Message boards : Number crunching : New Twist For "Aborted by project" Issue ?
Message board moderation

To post messages, you must log in.

Previous · 1 · 2 · 3 · 4 · 5

AuthorMessage
Profile jason_gee
Volunteer developer
Volunteer tester
Avatar

Send message
Joined: 24 Nov 06
Posts: 7489
Credit: 91,093,184
RAC: 0
Australia
Message 586927 - Posted: 14 Jun 2007, 19:27:38 UTC - in response to Message 586922.  
Last modified: 14 Jun 2007, 19:33:11 UTC


Yep.
But you can only increase the resolution of the search in the data so much without making any results meaningless.


OK, my lack of sleep is really kicking in now... Due to noise enhancement or due to having sufficient samples so that any more samples just add redundant data that could be extrapolated (ala Integral Calculus), or something else entirely?



Overly simplifying, many signal processing algorithms, like Fast Forier Transforms for example, achieve what they do by sorting into 'buckets' and are 'windowed'. Both the number of the buckets, and the size and shape of the 'windows' determine the resolution of the final data [ A lot is thrown out at this stage: think 4 band equaliser versus 32 band equaliser]. Those are choices, made in the design of the algorithms and program, which are influenced by practical computational complexity and the required precision.
"Living by the wisdom of computer science doesn't sound so bad after all. And unlike most advice, it's backed up by proofs." -- Algorithms to live by: The computer science of human decisions.
ID: 586927 · Report as offensive
Brian Silvers

Send message
Joined: 11 Jun 99
Posts: 1681
Credit: 492,052
RAC: 0
United States
Message 586930 - Posted: 14 Jun 2007, 19:32:48 UTC - in response to Message 586923.  

Brian Silvers:
...multibeam will increase processing time, reducing even further the number of results that can be processed in any "average" day. This will mean that 400/day will still be able to fill up a cache quicker.
...

Actually, Multibeam will decrease processing time. Because of the difference in beam width, ar=0.441 Multibeam WUs like those we're running in SETI Beta now are processed like ar=0.732 Line feed WUs.

In addition, one of the techniques used with the ALFA receivers is a basket weave scan which Kevin Douglas described as "nodding on the meridian". The nodding rate is such that those observations will produce VHAR WUs in abundance.
                                                                  Joe


Joe,

MajorKong already pointed that out, and I thank both of you for clearing up my misunderstanding in regards to MB. AP though will likely still take longer. I guess what needs to be understood is if fast hosts will be given a higher share of AP to work on, or is it just "potluck"...?

Brian
ID: 586930 · Report as offensive
Brian Silvers

Send message
Joined: 11 Jun 99
Posts: 1681
Credit: 492,052
RAC: 0
United States
Message 586932 - Posted: 14 Jun 2007, 19:41:58 UTC - in response to Message 586927.  


Yep.
But you can only increase the resolution of the search in the data so much without making any results meaningless.

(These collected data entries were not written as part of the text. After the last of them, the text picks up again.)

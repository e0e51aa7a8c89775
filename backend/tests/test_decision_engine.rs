//! Decision instrument walkthrough tests

use wellbeing_sim_core_rs::session::AssessmentInstrument;
use wellbeing_sim_core_rs::{
    default_deck, DecisionError, DecisionInstrument, DecisionStatus, EventKind, RiskTier,
};

const FEEDBACK_MS: u64 = 2_500;

fn playing() -> DecisionInstrument {
    let mut instrument = DecisionInstrument::with_default_deck();
    instrument.begin("session-1", 0);
    instrument
}

/// Answer the live scenario and ride out the feedback window.
fn answer(instrument: &mut DecisionInstrument, option: usize, now: &mut u64, think_ms: u64) {
    *now += think_ms;
    instrument.choose(option, *now).expect("choice accepted");
    *now += FEEDBACK_MS;
    instrument.poll(*now);
}

/// Property 5: each of the N configured scenarios is presented exactly once,
/// in fixed order, and "completed" is reached only after the Nth choice.
#[test]
fn test_every_scenario_presented_once_in_order() {
    let mut instrument = playing();
    let deck_len = instrument.deck_len();
    let mut now = 0u64;
    let mut seen = Vec::new();

    for step in 0..deck_len {
        let scenario = instrument.current_scenario().expect("a scenario is live");
        seen.push(scenario.id);

        answer(&mut instrument, 0, &mut now, 1_500);

        let done_after = step == deck_len - 1;
        assert_eq!(instrument.is_complete(), done_after);
    }

    let expected: Vec<u32> = (1..=deck_len as u32).collect();
    assert_eq!(seen, expected);
    assert_eq!(instrument.status(), DecisionStatus::Completed);
}

#[test]
fn test_tallies_accumulate_by_tier() {
    let mut instrument = playing();
    let mut now = 0u64;

    // Deck scenario 1: options are high / medium / low
    answer(&mut instrument, 0, &mut now, 1_000); // high
    answer(&mut instrument, 0, &mut now, 1_000); // scenario 2 option 0: high
    answer(&mut instrument, 2, &mut now, 1_000); // scenario 3 option 2: low

    let tally = instrument.tally();
    assert_eq!(tally.high, 2);
    assert_eq!(tally.low, 1);
    assert_eq!(tally.medium, 0);
}

#[test]
fn test_expected_return_accumulates() {
    let mut instrument = playing();
    let mut now = 0u64;

    answer(&mut instrument, 0, &mut now, 1_000); // +8
    answer(&mut instrument, 0, &mut now, 1_000); // -12

    assert_eq!(instrument.total_return_pct(), -4);
}

#[test]
fn test_feedback_window_blocks_second_choice() {
    let mut instrument = playing();
    instrument.choose(0, 1_000).unwrap();

    // Manual choice can never overlap the pending auto-advance
    assert_eq!(instrument.choose(1, 1_001).unwrap_err(), DecisionError::FeedbackPending);
    assert_eq!(
        instrument.choose(1, 1_000 + FEEDBACK_MS - 1).unwrap_err(),
        DecisionError::FeedbackPending
    );

    instrument.poll(1_000 + FEEDBACK_MS);
    assert!(instrument.choose(1, 4_000).is_ok());
}

#[test]
fn test_decision_latencies_recorded_in_telemetry() {
    let mut instrument = playing();
    let mut now = 0u64;
    let deck_len = instrument.deck_len();

    for _ in 0..deck_len {
        answer(&mut instrument, 2, &mut now, 800);
    }

    let report = instrument.report(now);
    assert_eq!(report.completion_rate, 100.0);

    let decisions: Vec<_> = report
        .telemetry
        .iter()
        .filter(|e| e.kind == EventKind::DecisionMade)
        .collect();
    assert_eq!(decisions.len(), deck_len);
    assert!(decisions.iter().all(|e| e.decision_latency_ms == Some(800)));
    assert!(decisions.iter().all(|e| e.risk_tier.is_some()));

    // game_started opens the batch, game_completed closes it
    assert_eq!(report.telemetry.first().map(|e| e.kind), Some(EventKind::GameStarted));
    assert_eq!(report.telemetry.last().map(|e| e.kind), Some(EventKind::GameCompleted));
}

#[test]
fn test_completed_payload_carries_breakdown() {
    let mut instrument = playing();
    let mut now = 0u64;
    let deck_len = instrument.deck_len();

    // Pick the lowest-risk option everywhere, quickly. Scenario 2 has no
    // low option (its index 1 is medium); the fraud scenarios put the safe
    // choice first.
    for step in 0..deck_len {
        let option = match step {
            1 => 1,
            3 | 7 => 0,
            _ => 2,
        };
        answer(&mut instrument, option, &mut now, 500);
    }

    let report = instrument.report(now);
    let completed = report
        .telemetry
        .iter()
        .find(|e| e.kind == EventKind::GameCompleted)
        .expect("completion event present");

    assert_eq!(completed.payload["total_decisions"], deck_len as u32);
    assert!(completed.payload["behavioral_risk_index"].is_number());
    assert_eq!(completed.payload["risk_distribution"]["medium"], 1);
}

#[test]
fn test_partial_run_reports_partial_completion() {
    let mut instrument = playing();
    let mut now = 0u64;

    answer(&mut instrument, 0, &mut now, 1_000);
    answer(&mut instrument, 0, &mut now, 1_000);

    instrument.cancel(now);
    let report = instrument.report(now);

    // 2 of 8 answered: never extrapolated to 100
    assert_eq!(report.completion_rate, 25.0);
}

#[test]
fn test_low_risk_options_exist_for_property_walkthrough() {
    // The deck shape the walkthrough tests rely on
    let deck = default_deck();
    assert_eq!(deck.len(), 8);
    for scenario in &deck {
        assert!(scenario
            .options
            .iter()
            .any(|o| o.risk == RiskTier::Low || o.risk == RiskTier::Medium));
    }
}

OK, my lack of sleep is really kicking in now... Due to noise enhancement or due to having sufficient samples so that any more samples just add redundant data that could be extrapolated (ala Integral Calculus), or something else entirely?



Overly simplifying, many signal processing algorithms, like Fast Forier Transforms for example, achieve what they do by sorting into 'buckets' and are 'windowed'. Both the number of the buckets, and the size and shape of the 'windows' determine the resolution of the final data [ A lot is thrown out at this stage: think 4 band equaliser versus 32 band equaliser]. Those are choices, made in the design of the algorithms and program, which are influenced by practical computational complexity and the required precision.



Eh, the life I could've had (US Navy nuclear operator -> civilian physicist / engineer) would've likely had me easily understanding all that and then some without the equalizer comment. Instead, I decided that being lazy and not going to class on "minor subjects" such as Organic Chemistry in favor of playing Spades...was somehow a "good idea"... Duhhhhhhhhhhhhhhhh.....

Funny but true story: My high school Physics instructor who wanted me to go into Physics (if not the Navy) cuts the grass for the woman that lives next door... It's a small world after all...
ID: 586932 · Report as offensive
Profile LTDInvestments
Volunteer tester
Avatar

Send message
Joined: 2 Aug 99
Posts: 14
Credit: 4,592,515
RAC: 42
United States
Message 586948 - Posted: 14 Jun 2007, 20:36:39 UTC - in response to Message 586693.  

Here's a thought:

If a DC project cannot keep up with the machines of their contributors, then perhaps they shouldn't be DCs. At that point, their projects just don't require the crunching power offered by DC. Just go buy a few machines and do the work in-house.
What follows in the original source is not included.